There are two general approaches for multi-omics integration
-
Knowledge - driven integration: this type of integration is based on prior knowledge to link key features in different omics. For instance, the KEGG metabolic network is often used to connect key genes, proteins or metabolites obtained from different omics layers to help identify the “activated biological processes”. This type of analysis can be expanded to include other molecular interaction networks such as protein-protein interactions, TF-gene-miRNA interactions etc. We have developed OmicsNet and miRNet to support multi-omics integration based on comprehensive, high-quality molecular networks.

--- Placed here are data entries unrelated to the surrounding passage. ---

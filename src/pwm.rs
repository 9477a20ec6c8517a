//! 1 Hz PWM over the PM QoS latency hint.
//!
//! A realtime thread turns the shared duty value into a square wave on
//! `/dev/cpu_dma_latency`: at each period start the hint is installed, and a
//! one-shot gate timer releases it again after the on-duration. The kernel
//! then alternates between forced-shallow and unconstrained idle, which
//! modulates wakeup rate and therefore package power.

use anyhow::{Context, Result};
use log::error;
use nix::errno::Errno;
use nix::poll::{poll, PollFd, PollFlags};
use nix::sys::time::TimeSpec;
use nix::sys::timerfd::{ClockId, Expiration, TimerFd, TimerFlags, TimerSetTimeFlags};
use nix::unistd::read;
use std::fs::File;
use std::io::Write;
use std::os::fd::{AsFd, AsRawFd};
use std::process;
use std::sync::{Arc, Mutex};
use std::time::Duration;

use crate::heater::PULSE_MAX_NS;

/// What a period tick does with the latency handle.
#[derive(Debug, Clone, Copy, PartialEq, Eq)]
pub enum PwmCommand {
    /// Zero duty: hint released for the whole period.
    Release,
    /// Full duty: zero-latency hint held for the whole period.
    Restrict,
    /// Partial duty: restrict now, release after this many nanoseconds.
    Pulse(i64),
}

pub fn command_for(duty_ns: i64) -> PwmCommand {
    match duty_ns {
        0 => PwmCommand::Release,
        PULSE_MAX_NS => PwmCommand::Restrict,
        on => PwmCommand::Pulse(on),
    }
}

pub struct PwmGenerator {
    period: Arc<TimerFd>,
    gate: TimerFd,
    latency: File,
    duty: Arc<Mutex<i64>>,
}

impl PwmGenerator {
    /// `period` is armed by the controller once sampling is aligned; until
    /// then the generator sleeps in poll.
    pub fn new(period: Arc<TimerFd>, latency: File, duty: Arc<Mutex<i64>>) -> Result<Self> {
        let gate = TimerFd::new(
            ClockId::CLOCK_MONOTONIC,
            TimerFlags::TFD_NONBLOCK | TimerFlags::TFD_CLOEXEC,
        )
        .context("creating PWM gate timer")?;
        Ok(PwmGenerator {
            period,
            gate,
            latency,
            duty,
        })
    }

    /// Never returns; any timer or write failure aborts the process.
    pub fn run(mut self) -> ! {
        let mut buf = [0u8; 8];
        let mut on: i64 = 0;
        loop {
            let (period_fired, gate_fired) = {
                let period_fd = self.period.as_fd();
                let gate_fd = self.gate.as_fd();
                let mut fds = [
                    PollFd::new(&period_fd, PollFlags::POLLIN),
                    PollFd::new(&gate_fd, PollFlags::POLLIN),
                ];
                match poll(&mut fds, -1) {
                    Ok(0) => continue,
                    Ok(_) => {}
                    Err(Errno::EINTR) => continue,
                    Err(e) => {
                        error!("PWM poll failed: {}", e);
                        process::exit(1);
                    }
                }
                (
                    fds[0]
                        .revents()
                        .map_or(false, |r| r.contains(PollFlags::POLLIN)),
                    fds[1]
                        .revents()
                        .map_or(false, |r| r.contains(PollFlags::POLLIN)),
                )
            };

            if period_fired && read(self.period.as_fd().as_raw_fd(), &mut buf) == Ok(8) {
                self.disarm_gate();
                on = *self.duty.lock().unwrap();
            }

            if gate_fired && read(self.gate.as_fd().as_raw_fd(), &mut buf) == Ok(8) {
                // On-window over: release until the next period tick.
                self.write_latency(-1);
                self.disarm_gate();
                continue;
            }

            match command_for(on) {
                PwmCommand::Release => {
                    self.write_latency(-1);
                    self.disarm_gate();
                }
                PwmCommand::Restrict => {
                    self.write_latency(0);
                    self.disarm_gate();
                }
                PwmCommand::Pulse(ns) => {
                    self.write_latency(0);
                    if let Err(e) = self.gate.set(
                        Expiration::OneShot(TimeSpec::from_duration(Duration::from_nanos(
                            ns as u64,
                        ))),
                        TimerSetTimeFlags::empty(),
                    ) {
                        error!("PWM timerfd_settime failed: {}", e);
                        process::exit(1);
                    }
                }
            }
        }
    }

    /// Disarm and drain so a stale expiry cannot double-fire.
    fn disarm_gate(&mut self) {
        if let Err(e) = self.gate.unset() {
            error!("PWM timerfd_settime failed: {}", e);
            process::exit(1);
        }
        let mut buf = [0u8; 8];
        let _ = read(self.gate.as_fd().as_raw_fd(), &mut buf);
    }

    fn write_latency(&mut self, us: i32) {
        if let Err(e) = self.latency.write_all(&us.to_ne_bytes()) {
            error!("writing {}: {}", crate::cpuidle::CPU_DMA_LATENCY, e);
            process::exit(1);
        }
    }
}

- The knowledge-based integration is mainly limited to model organisms where comprehensive knowledgebase exists. In addition, it is biased to existing knowledge with limited capacity for discovering novel relationships. This is where the data & model driven integration aims to address.
-
Data & model – driven integration: this type of integration applies various statistical models or machine learning algorithms to detect key features and patterns that co-vary across omics layers. In general, this type of integration is not confined to existing knowledge and is more suitable for novel discoveries.
- A key limitation of this type of integration is that there are no consensus approaches and a wide variety of methods have been developed over the past decade. Each method carries its own model assumption (or bias) and pitfalls. Properly using different methods and interpreting their results are the main challenges. This is one of the main motivations driving the development of OmicsAnalyst.